* _Data excerpts_:
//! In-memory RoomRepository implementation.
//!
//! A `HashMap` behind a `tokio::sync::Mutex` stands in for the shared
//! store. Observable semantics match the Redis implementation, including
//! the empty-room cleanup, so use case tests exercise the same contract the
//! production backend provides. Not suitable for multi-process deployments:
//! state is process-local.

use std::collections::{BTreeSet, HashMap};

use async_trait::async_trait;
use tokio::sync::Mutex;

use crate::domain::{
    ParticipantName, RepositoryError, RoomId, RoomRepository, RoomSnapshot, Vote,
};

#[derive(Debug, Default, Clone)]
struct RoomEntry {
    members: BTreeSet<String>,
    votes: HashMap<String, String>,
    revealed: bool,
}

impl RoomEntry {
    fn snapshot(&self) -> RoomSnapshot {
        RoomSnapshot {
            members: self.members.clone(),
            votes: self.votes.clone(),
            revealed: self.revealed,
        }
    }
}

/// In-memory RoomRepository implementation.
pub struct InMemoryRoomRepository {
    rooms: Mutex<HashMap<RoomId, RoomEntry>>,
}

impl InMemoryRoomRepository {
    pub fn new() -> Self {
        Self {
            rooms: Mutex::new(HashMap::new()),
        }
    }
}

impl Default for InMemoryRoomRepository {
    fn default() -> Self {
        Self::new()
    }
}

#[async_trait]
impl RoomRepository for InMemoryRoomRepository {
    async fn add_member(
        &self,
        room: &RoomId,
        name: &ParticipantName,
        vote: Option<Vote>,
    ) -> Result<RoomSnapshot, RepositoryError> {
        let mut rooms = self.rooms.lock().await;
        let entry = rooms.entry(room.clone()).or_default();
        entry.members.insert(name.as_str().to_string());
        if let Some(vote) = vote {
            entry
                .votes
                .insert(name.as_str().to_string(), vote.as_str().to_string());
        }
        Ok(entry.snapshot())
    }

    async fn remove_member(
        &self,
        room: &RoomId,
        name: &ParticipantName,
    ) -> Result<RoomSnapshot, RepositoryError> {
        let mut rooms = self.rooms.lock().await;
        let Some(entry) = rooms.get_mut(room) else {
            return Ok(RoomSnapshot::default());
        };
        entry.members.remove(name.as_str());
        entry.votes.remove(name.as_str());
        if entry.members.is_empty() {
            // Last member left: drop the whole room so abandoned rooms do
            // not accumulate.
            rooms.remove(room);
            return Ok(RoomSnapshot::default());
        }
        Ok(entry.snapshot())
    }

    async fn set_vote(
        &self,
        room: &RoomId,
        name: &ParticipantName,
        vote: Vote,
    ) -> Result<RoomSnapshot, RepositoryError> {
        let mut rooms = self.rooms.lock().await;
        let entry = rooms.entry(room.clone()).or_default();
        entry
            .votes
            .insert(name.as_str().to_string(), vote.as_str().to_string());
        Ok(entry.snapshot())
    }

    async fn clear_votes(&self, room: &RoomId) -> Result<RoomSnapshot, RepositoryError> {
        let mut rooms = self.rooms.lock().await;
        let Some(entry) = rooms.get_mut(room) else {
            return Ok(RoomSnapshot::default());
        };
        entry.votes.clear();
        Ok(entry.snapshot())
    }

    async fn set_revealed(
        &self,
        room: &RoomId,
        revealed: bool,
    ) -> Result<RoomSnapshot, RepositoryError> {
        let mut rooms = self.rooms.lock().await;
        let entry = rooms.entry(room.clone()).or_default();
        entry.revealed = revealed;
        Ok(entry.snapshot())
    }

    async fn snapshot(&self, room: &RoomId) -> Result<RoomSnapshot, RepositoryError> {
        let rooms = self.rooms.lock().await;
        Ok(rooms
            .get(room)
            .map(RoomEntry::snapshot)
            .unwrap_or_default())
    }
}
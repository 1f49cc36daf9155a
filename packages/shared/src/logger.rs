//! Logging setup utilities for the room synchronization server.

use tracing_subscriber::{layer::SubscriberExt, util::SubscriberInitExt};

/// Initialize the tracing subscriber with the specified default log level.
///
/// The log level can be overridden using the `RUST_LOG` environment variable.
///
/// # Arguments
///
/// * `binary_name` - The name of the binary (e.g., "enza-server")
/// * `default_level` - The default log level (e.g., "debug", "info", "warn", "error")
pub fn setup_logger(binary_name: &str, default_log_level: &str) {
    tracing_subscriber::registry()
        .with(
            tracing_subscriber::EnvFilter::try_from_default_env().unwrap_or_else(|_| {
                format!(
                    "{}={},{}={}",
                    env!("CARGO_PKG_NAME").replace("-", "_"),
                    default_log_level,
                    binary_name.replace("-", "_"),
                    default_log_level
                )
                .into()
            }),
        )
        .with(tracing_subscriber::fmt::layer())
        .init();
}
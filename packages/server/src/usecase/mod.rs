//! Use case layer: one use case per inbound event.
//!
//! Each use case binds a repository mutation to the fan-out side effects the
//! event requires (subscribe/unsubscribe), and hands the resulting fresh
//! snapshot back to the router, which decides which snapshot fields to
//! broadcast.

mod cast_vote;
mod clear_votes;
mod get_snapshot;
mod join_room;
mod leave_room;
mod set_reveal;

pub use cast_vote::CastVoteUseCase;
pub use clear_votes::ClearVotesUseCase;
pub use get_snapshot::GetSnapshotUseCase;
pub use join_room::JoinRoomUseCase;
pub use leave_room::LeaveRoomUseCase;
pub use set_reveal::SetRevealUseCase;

* _Assigned task_:
Go through the listing above, and whenever a line holds the word "BTreeSet", copy it.

* _Task answer_:
use std::collections::{BTreeSet, HashMap};
    members: BTreeSet<String>,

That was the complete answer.